Any further changes to your husband’s financial affairs may depend on the extent of his dementia, and whether he has testamentary capacity.
But to address the heart of your question. First, a caveat: Any further changes to your husband’s financial affairs may depend on the extent of his dementia, and whether he has testamentary capacity. If he does not have the capacity to make financial or legal decisions, the court would likely have to appoint a conservator — in this case, that would be you — to manage his financial affairs.
If your husband has any nonjoint accounts, you should ideally be listed as the primary beneficiary. That way, those funds won’t have to go through probate and, therefore, won’t be vulnerable to legal action by your stepchildren. Even if you and your husband did not leave a will, they would only be entitled to a portion of his separate property. depending on the laws of your state .
Generally speaking, anyone who contests a will must have a legal standing; a child of the deceased is one such person. As always, laws vary by state. In New York, people with standing include those who would have received more assets if the deceased person had not written a will and their estate had been distributed under state intestacy laws, as well as those who would have inherited more money according to a previous will.
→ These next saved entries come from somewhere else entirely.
//! Zobrist hashing for position identification.
//!
//! The hash XORs fixed pseudo-random keys for every piece on every square,
//! the side to move, each castling right and the en passant file. Equal
//! positions always hash equal; unequal positions collide only with
//! negligible probability, so repetition detection still compares the
//! underlying fields on a hash match.

use chess_core::{Color, Piece, Square};

use crate::position::Position;

/// Zobrist hash keys, generated from a fixed seed.
pub struct ZobristKeys {
    /// Keys for pieces: [piece][color][square]
    pub pieces: [[[u64; 64]; 2]; 6],
    /// XORed in when black is to move.
    pub black_to_move: u64,
    /// One key per castling right bit.
    pub castling: [u64; 4],
    /// Keys for the en passant file.
    pub en_passant: [u64; 8],
}

const fn xorshift(mut x: u64) -> u64 {
    x ^= x << 13;
    x ^= x >> 7;
    x ^= x << 17;
    x
}

impl ZobristKeys {
    pub const fn new() -> Self {
        let mut state = 0x9E37_79B9_7F4A_7C15u64;
        let mut pieces = [[[0u64; 64]; 2]; 6];
        let mut castling = [0u64; 4];
        let mut en_passant = [0u64; 8];

        let mut piece = 0;
        while piece < 6 {
            let mut color = 0;
            while color < 2 {
                let mut square = 0;
                while square < 64 {
                    state = xorshift(state);
                    pieces[piece][color][square] = state;
                    square += 1;
                }
                color += 1;
            }
            piece += 1;
        }

        state = xorshift(state);
        let black_to_move = state;

        let mut i = 0;
        while i < 4 {
            state = xorshift(state);
            castling[i] = state;
            i += 1;
        }

        let mut i = 0;
        while i < 8 {
            state = xorshift(state);
            en_passant[i] = state;
            i += 1;
        }

        ZobristKeys {
            pieces,
            black_to_move,
            castling,
            en_passant,
        }
    }

    #[inline]
    pub fn piece(&self, piece: Piece, color: Color, sq: Square) -> u64 {
        self.pieces[piece.index()][color.index()][sq.index() as usize]
    }
}

impl Default for ZobristKeys {
    fn default() -> Self {
        Self::new()
    }
}

/// Global Zobrist keys.
pub static ZOBRIST: ZobristKeys = ZobristKeys::new();

/// Hashes `position`, using `en_passant` in place of the stored square.
///
/// Repetition detection passes `None` when no en passant capture is legal.
pub(crate) fn hash(position: &Position, en_passant: Option<Square>) -> u64 {
    let mut h = 0u64;

    for color in Color::ALL {
        for piece in Piece::ALL {
            for sq in position.pieces_of(piece, color) {
                h ^= ZOBRIST.piece(piece, color, sq);
            }
        }
    }

    if position.side_to_move == Color::Black {
        h ^= ZOBRIST.black_to_move;
    }

    let rights = position.castling.raw();
    for (bit, key) in ZOBRIST.castling.iter().enumerate() {
        if rights & (1 << bit) != 0 {
            h ^= key;
        }
    }

    if let Some(ep) = en_passant {
        h ^= ZOBRIST.en_passant[ep.file().index() as usize];
    }

    h
}
//! Perft (performance test) for move generator validation.
//!
//! Perft counts the leaf nodes of the legal move tree to a fixed depth.
//! The counts are compared against published values for well-known
//! positions.

use super::{generate_moves, make_move};
use crate::Position;

/// Counts the number of leaf nodes at the given depth.
pub fn perft(position: &Position, depth: u32) -> u64 {
    if depth == 0 {
        return 1;
    }

    let moves = generate_moves(position);
    if depth == 1 {
        return moves.len() as u64;
    }

    moves
        .iter()
        .map(|m| perft(&make_move(position, *m), depth - 1))
        .sum()
}

/// Perft split by root move, sorted by UCI text.
pub fn perft_divide(position: &Position, depth: u32) -> Vec<(String, u64)> {
    let mut results: Vec<(String, u64)> = generate_moves(position)
        .iter()
        .map(|m| {
            let nodes = perft(&make_move(position, *m), depth.saturating_sub(1));
            (m.to_uci(), nodes)
        })
        .collect();

    results.sort_by(|a, b| a.0.cmp(&b.0));
    results
}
Read: Avoid drama with your will by adding this to your estate plan
A 'no-contest' clause
You could also include a no-contest clause in your will, meaning anyone who attempts to contest it immediately forfeits any right to inherit. You could also mention his children by name, specifically disinheriting them or leaving them a token sum so it could not be argued that they were merely forgotten about. Given that you share a life and assets with your husband, the chances they could contest successfully are slim.
There are exceptions to a no-contest clause, says Garmo & Garmo , a law firm based in La Mesa, Calif. "If, despite knowing that they risk losing their share of assets, they still decide to contest your will or trust, they can do so. Under the law, a beneficiary has the right to challenge your will or trust on the following grounds: mental incapacity, duress or undue influence, fraud or forgery, faulty or unlawful execution [and/or] revocation."
Once a no-contest clause is added, your husband’s children would be left with two choices: accept the terms of your will or still choose to contest it. "In most cases, a reasonable person would choose the first option over the second one, since it is the safer choice," the law firm notes. "That said, there are unreasonable people in the world that might still challenge a will or trust even with these provisions in place and the odds stacked against them."
Continue to focus your attention on your husband and pay less heed to his absent children, and don’t let other people’s whispers unsettle your equilibrium. Sometimes, extraneous events and people can be a convenient place to put our frustrations and stress from a singular, epic event such as the illness or death of a loved one. Conserve your energy for the path ahead, and reassign your stepchildren to the role of non-player characters in your life.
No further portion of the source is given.